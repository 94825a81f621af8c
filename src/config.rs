//! Run configuration: built-in defaults overlaid by `FCNSEG_*` environment
//! variables. The binary applies command-line flags on top.

use std::path::PathBuf;

use tracing::warn;

#[derive(Debug, Clone, PartialEq)]
pub struct RunConfig {
    pub num_classes: usize,
    /// `(height, width)`.
    pub image_shape: (usize, usize),
    pub epochs: usize,
    pub batch_size: usize,
    pub learning_rate: f32,
    pub keep_prob: f32,
    pub freeze_backbone: bool,
    pub seed: u64,
    pub data_dir: PathBuf,
    pub runs_dir: PathBuf,
    /// Backbone artifact; `<data_dir>/vgg` when unset.
    pub vgg_dir: Option<PathBuf>,
}

impl Default for RunConfig {
    fn default() -> Self {
        Self {
            num_classes: 2,
            image_shape: (160, 576),
            epochs: 20,
            batch_size: 32,
            learning_rate: 0.0005,
            keep_prob: 0.6,
            freeze_backbone: false,
            seed: 0,
            data_dir: PathBuf::from("./data"),
            runs_dir: PathBuf::from("./runs"),
            vgg_dir: None,
        }
    }
}

impl RunConfig {
    /// Defaults overlaid by the process environment.
    pub fn from_env() -> Self {
        Self::default().with_env(|key| std::env::var(key).ok())
    }

    /// Overlays values looked up through `lookup`. Unparsable values are
    /// ignored with a warning.
    #[must_use]
    pub fn with_env(mut self, lookup: impl Fn(&str) -> Option<String>) -> Self {
        let lookup = &lookup;
        read_parsed(lookup, "FCNSEG_NUM_CLASSES", &mut self.num_classes);
        read_parsed(lookup, "FCNSEG_IMAGE_HEIGHT", &mut self.image_shape.0);
        read_parsed(lookup, "FCNSEG_IMAGE_WIDTH", &mut self.image_shape.1);
        read_parsed(lookup, "FCNSEG_EPOCHS", &mut self.epochs);
        read_parsed(lookup, "FCNSEG_BATCH_SIZE", &mut self.batch_size);
        read_parsed(lookup, "FCNSEG_LEARNING_RATE", &mut self.learning_rate);
        read_parsed(lookup, "FCNSEG_KEEP_PROB", &mut self.keep_prob);
        read_parsed(lookup, "FCNSEG_SEED", &mut self.seed);
        self.freeze_backbone = read_bool(lookup, "FCNSEG_FREEZE_BACKBONE", self.freeze_backbone);
        if let Some(dir) = lookup("FCNSEG_DATA_DIR") {
            self.data_dir = PathBuf::from(dir);
        }
        if let Some(dir) = lookup("FCNSEG_RUNS_DIR") {
            self.runs_dir = PathBuf::from(dir);
        }
        if let Some(dir) = lookup("FCNSEG_VGG_DIR") {
            self.vgg_dir = Some(PathBuf::from(dir));
        }
        self
    }

    #[must_use]
    pub fn vgg_path(&self) -> PathBuf {
        self.vgg_dir
            .clone()
            .unwrap_or_else(|| self.data_dir.join("vgg"))
    }

    #[must_use]
    pub fn training_dir(&self) -> PathBuf {
        self.data_dir.join("data_road").join("training")
    }
}

fn read_parsed<T: std::str::FromStr>(
    lookup: &impl Fn(&str) -> Option<String>,
    key: &str,
    slot: &mut T,
) {
    let Some(raw) = lookup(key) else {
        return;
    };
    match raw.trim().parse() {
        Ok(value) => *slot = value,
        Err(_) => warn!(key, value = %raw, "ignoring unparsable setting"),
    }
}

fn read_bool(lookup: &impl Fn(&str) -> Option<String>, key: &str, default_value: bool) -> bool {
    lookup(key)
        .map(|value| value == "1" || value.eq_ignore_ascii_case("true"))
        .unwrap_or(default_value)
}

#[cfg(test)]
mod tests {
    use std::collections::HashMap;

    use super::*;

    #[test]
    fn environment_overrides_defaults() {
        let env: HashMap<&str, &str> = [
            ("FCNSEG_EPOCHS", "3"),
            ("FCNSEG_FREEZE_BACKBONE", "true"),
            ("FCNSEG_LEARNING_RATE", "0.01"),
            ("FCNSEG_BATCH_SIZE", "many"),
            ("FCNSEG_DATA_DIR", "/tmp/kitti"),
        ]
        .into_iter()
        .collect();
        let config = RunConfig::default().with_env(|key| env.get(key).map(ToString::to_string));
        assert_eq!(config.epochs, 3);
        assert!(config.freeze_backbone);
        assert!((config.learning_rate - 0.01).abs() < f32::EPSILON);
        assert_eq!(config.batch_size, 32);
        assert_eq!(config.vgg_path(), PathBuf::from("/tmp/kitti/vgg"));
    }
}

:::

▶ _Directions for this task_
What you return must match the data above character for character.

▶ _Reply to the exercise_
repository 94825a81f621af8c
filename src/config.rs
//! Run configuration: built-in defaults overlaid by `FCNSEG_*` environment
//! variables. The binary applies command-line flags on top.

use std::path::PathBuf;

use tracing::warn;

#[derive(Debug, Clone, PartialEq)]
pub struct RunConfig {
    pub num_classes: usize,
    /// `(height, width)`.
    pub image_shape: (usize, usize),
    pub epochs: usize,
    pub batch_size: usize,
    pub learning_rate: f32,
    pub keep_prob: f32,
    pub freeze_backbone: bool,
    pub seed: u64,
    pub data_dir: PathBuf,
    pub runs_dir: PathBuf,
    /// Backbone artifact; `<data_dir>/vgg` when unset.
    pub vgg_dir: Option<PathBuf>,
}

impl Default for RunConfig {
    fn default() -> Self {
        Self {
            num_classes: 2,
            image_shape: (160, 576),
            epochs: 20,
            batch_size: 32,
            learning_rate: 0.0005,
            keep_prob: 0.6,
            freeze_backbone: false,
            seed: 0,
            data_dir: PathBuf::from("./data"),
            runs_dir: PathBuf::from("./runs"),
            vgg_dir: None,
        }
    }
}

impl RunConfig {
    /// Defaults overlaid by the process environment.
    pub fn from_env() -> Self {
        Self::default().with_env(|key| std::env::var(key).ok())
    }

    /// Overlays values looked up through `lookup`. Unparsable values are
    /// ignored with a warning.
    #[must_use]
    pub fn with_env(mut self, lookup: impl Fn(&str) -> Option<String>) -> Self {
        let lookup = &lookup;
        read_parsed(lookup, "FCNSEG_NUM_CLASSES", &mut self.num_classes);
        read_parsed(lookup, "FCNSEG_IMAGE_HEIGHT", &mut self.image_shape.0);
        read_parsed(lookup, "FCNSEG_IMAGE_WIDTH", &mut self.image_shape.1);
        read_parsed(lookup, "FCNSEG_EPOCHS", &mut self.epochs);
        read_parsed(lookup, "FCNSEG_BATCH_SIZE", &mut self.batch_size);
        read_parsed(lookup, "FCNSEG_LEARNING_RATE", &mut self.learning_rate);
        read_parsed(lookup, "FCNSEG_KEEP_PROB", &mut self.keep_prob);
        read_parsed(lookup, "FCNSEG_SEED", &mut self.seed);
        self.freeze_backbone = read_bool(lookup, "FCNSEG_FREEZE_BACKBONE", self.freeze_backbone);
        if let Some(dir) = lookup("FCNSEG_DATA_DIR") {
            self.data_dir = PathBuf::from(dir);
        }
        if let Some(dir) = lookup("FCNSEG_RUNS_DIR") {
            self.runs_dir = PathBuf::from(dir);
        }
        if let Some(dir) = lookup("FCNSEG_VGG_DIR") {
            self.vgg_dir = Some(PathBuf::from(dir));
        }
        self
    }

    #[must_use]
    pub fn vgg_path(&self) -> PathBuf {
        self.vgg_dir
            .clone()
            .unwrap_or_else(|| self.data_dir.join("vgg"))
    }

    #[must_use]
    pub fn training_dir(&self) -> PathBuf {
        self.data_dir.join("data_road").join("training")
    }
}

fn read_parsed<T: std::str::FromStr>(
    lookup: &impl Fn(&str) -> Option<String>,
    key: &str,
    slot: &mut T,
) {
    let Some(raw) = lookup(key) else {
        return;
    };
    match raw.trim().parse() {
        Ok(value) => *slot = value,
        Err(_) => warn!(key, value = %raw, "ignoring unparsable setting"),
    }
}

fn read_bool(lookup: &impl Fn(&str) -> Option<String>, key: &str, default_value: bool) -> bool {
    lookup(key)
        .map(|value| value == "1" || value.eq_ignore_ascii_case("true"))
        .unwrap_or(default_value)
}

#[cfg(test)]
mod tests {
    use std::collections::HashMap;

    use super::*;

    #[test]
    fn environment_overrides_defaults() {
        let env: HashMap<&str, &str> = [
            ("FCNSEG_EPOCHS", "3"),
            ("FCNSEG_FREEZE_BACKBONE", "true"),
            ("FCNSEG_LEARNING_RATE", "0.01"),
            ("FCNSEG_BATCH_SIZE", "many"),
            ("FCNSEG_DATA_DIR", "/tmp/kitti"),
        ]
        .into_iter()
        .collect();
        let config = RunConfig::default().with_env(|key| env.get(key).map(ToString::to_string));
        assert_eq!(config.epochs, 3);
        assert!(config.freeze_backbone);
        assert!((config.learning_rate - 0.01).abs() < f32::EPSILON);
        assert_eq!(config.batch_size, 32);
        assert_eq!(config.vgg_path(), PathBuf::from("/tmp/kitti/vgg"));
    }
}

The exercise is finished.